Training for strength and training for size are two different things altogether. Although there will naturally be an increase in some size when training for strength and vice versa, when training for size your strength will increase somewhat. However if you’re solely focussed on increasing your strength we have 5 of our top tips below.
Tip 1: Keep a log
Log your lifts, weights and reps every week. The main objective is to increase the weight, overall weight or reps completed each week. This not only demonstrates strength gains but also helps you track what methods / programmes increased your strength the most. As well as this by seeing your lifts increase on a weekly basis motivates you to keep going and push harder.
Tip 2: Keep it simple
Stick to the core lifts such as the bench press, deadlift, squat, military press and bent over rows. These are all compound exercises which engage and recruit a large number of muscle groups and will help increase your strength far better than smaller compound style exercises such as the leg extension and chest fly.
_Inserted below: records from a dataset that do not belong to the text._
use serde::{Deserialize, Serialize};
use std::path::Path;
use std::time::Duration;
use anyhow::Result;

pub const DEFAULT_CONFIG_PATH: &str = "config/settings.toml";
const DEFAULT_EVENT_TOKEN: &str = "change-me";

#[derive(Debug, Clone, Default, Deserialize, Serialize)]
#[serde(default)]
pub struct AppConfig {
    pub server: ServerConfig,
    pub ai: AiConfig,
    pub ocr: OcrConfig,
    pub storage: StorageConfig,
    pub pipeline: PipelineConfig,
}

#[derive(Debug, Clone, Deserialize, Serialize)]
#[serde(default)]
pub struct ServerConfig {
    pub bind_addr: String,
    /// 对象存储事件回调所需的共享密钥
    pub event_token: String,
}

#[derive(Debug, Clone, Deserialize, Serialize)]
#[serde(default)]
pub struct AiConfig {
    pub api_url: String,
    pub api_key: String,
    pub model: String,
    pub temperature: f32,
    pub request_timeout_secs: u64,
    pub max_retries: u32,
}

#[derive(Debug, Clone, Deserialize, Serialize)]
#[serde(default)]
pub struct OcrConfig {
    pub batch_size: usize,
    pub min_text_chars: usize,
}

#[derive(Debug, Clone, Deserialize, Serialize)]
#[serde(default)]
pub struct StorageConfig {
    pub database_path: String,
    pub objects_dir: String,
}

#[derive(Debug, Clone, Deserialize, Serialize)]
#[serde(default)]
pub struct PipelineConfig {
    pub classifier_char_limit: usize,
    pub generator_char_limit: usize,
    pub max_items_per_kind: u32,
    pub stage_timeout_secs: u64,
    pub sweep_cron: String,
    pub approval_max_attempts: u32,
}

impl ServerConfig {
    /// 事件令牌为空或仍是默认值
    pub fn event_token_is_default(&self) -> bool {
        self.event_token.trim().is_empty() || self.event_token == DEFAULT_EVENT_TOKEN
    }
}

impl PipelineConfig {
    pub fn stage_timeout(&self) -> Duration {
        Duration::from_secs(self.stage_timeout_secs)
    }
}

impl AppConfig {
    pub fn load() -> Result<Self> {
        Self::load_from(DEFAULT_CONFIG_PATH)
    }

    /// 配置文件（可选）之上叠加 `PEDIAQUIZ__SECTION__KEY` 环境变量
    pub fn load_from(path: impl AsRef<Path>) -> Result<Self> {
        let path = path.as_ref();
        let settings = config::Config::builder()
            .add_source(config::File::from(path).required(false))
            .add_source(
                config::Environment::with_prefix("PEDIAQUIZ")
                    .prefix_separator("__")
                    .separator("__"),
            )
            .build()?;

        Ok(settings.try_deserialize()?)
    }

    pub fn save(&self, path: &str) -> Result<()> {
        let content = toml::to_string_pretty(self)?;
        std::fs::write(path, content)?;
        Ok(())
    }

    pub fn database_url(&self) -> String {
        format!("sqlite:{}", self.storage.database_path)
    }
}

impl Default for ServerConfig {
    fn default() -> Self {
        Self {
            bind_addr: "127.0.0.1:8080".to_string(),
            event_token: DEFAULT_EVENT_TOKEN.to_string(),
        }
    }
}

impl Default for AiConfig {
    fn default() -> Self {
        Self {
            api_url: "https://api.openai.com/v1/chat/completions".to_string(),
            api_key: "your-api-key".to_string(),
            model: "gpt-4o-mini".to_string(),
            temperature: 0.4,
            request_timeout_secs: 120,
            max_retries: 3,
        }
    }
}

impl Default for OcrConfig {
    fn default() -> Self {
        Self {
            batch_size: 20,
            min_text_chars: 100,
        }
    }
}

impl Default for StorageConfig {
    fn default() -> Self {
        Self {
            database_path: "./data/pediaquiz.db".to_string(),
            objects_dir: "./data/objects".to_string(),
        }
    }
}

impl Default for PipelineConfig {
    fn default() -> Self {
        Self {
            classifier_char_limit: 20_000,
            generator_char_limit: 20_000,
            max_items_per_kind: 50,
            stage_timeout_secs: 540,
            sweep_cron: "0 */2 * * * *".to_string(),
            approval_max_attempts: 3,
        }
    }
}

#[cfg(test)]
mod tests {
    use super::*;

    #[test]
    fn missing_file_falls_back_to_defaults() {
        let dir = tempfile::tempdir().unwrap();
        let config = AppConfig::load_from(dir.path().join("absent.toml")).unwrap();
        assert_eq!(config.ocr.min_text_chars, 100);
        assert_eq!(config.pipeline.classifier_char_limit, 20_000);
    }

    #[test]
    fn default_event_token_is_flagged() {
        let mut server = ServerConfig::default();
        assert!(server.event_token_is_default());
        server.event_token = "  ".into();
        assert!(server.event_token_is_default());
        server.event_token = "s3cret-hook".into();
        assert!(!server.event_token_is_default());
    }

    #[test]
    fn partial_file_keeps_other_defaults() {
        let dir = tempfile::tempdir().unwrap();
        let path = dir.path().join("settings.toml");
        std::fs::write(&path, "[ocr]\nbatch_size = 5\n").unwrap();

        let config = AppConfig::load_from(&path).unwrap();
        assert_eq!(config.ocr.batch_size, 5);
        assert_eq!(config.ocr.min_text_chars, 100);
        assert_eq!(config.pipeline.approval_max_attempts, 3);
    }

    #[test]
    fn save_round_trips_through_loader() {
        let dir = tempfile::tempdir().unwrap();
        let path = dir.path().join("settings.toml");
        let mut config = AppConfig::default();
        config.pipeline.max_items_per_kind = 12;
        config.save(path.to_str().unwrap()).unwrap();

        let loaded = AppConfig::load_from(&path).unwrap();
        assert_eq!(loaded.pipeline.max_items_per_kind, 12);
    }
}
When performing your lifts make sure your form is tight and controlled. True strength is demonstrated through a controlled and full range of movement rather than a sloppy, uncontrolled and short range of movement. Furthermore, keeping the muscle under tension will recruit more muscle fibres, fatiguing more of the muscle causing more adaptations with further growth and strength improvements. Check out Dmitry Klokov and his time under tension methods on all compound lifts including the clean and snatch for more information and tips.
Tip 4: Barbells
Although body weight exercises and the use of dyno-bands can increase strength in novice trainers the more established trainer needs a greater stimulus to generate the overload needed for strength adaptations to take place. We recommend the use of barbells as the trainer can usually lift more weight than when using dumbbells. After all, blunt force trauma is the best way to increase strength.
Tip 5: Rest
This is possibly the most over looked variable when strength training. Novices will often over train or under recover which hampers their strength gains as the muscle doesn’t have the opportunity to recover and adapt. Furthermore recovery includes sleep and nutrition as well as just resting. It is important to accumulate a minimum of 8 hours sleep every night for optimum gains. The Strength Sensei who is one of the world’s leading strength coaches often refers to the importance of sleep and we recommend you give a few of his blogs a good read.
Bonus tip: Research loading methods and training methods such as Wave Sets/Training and the Hepburn Method, both of which are excellent methods for improving strength. Simple yet effective!!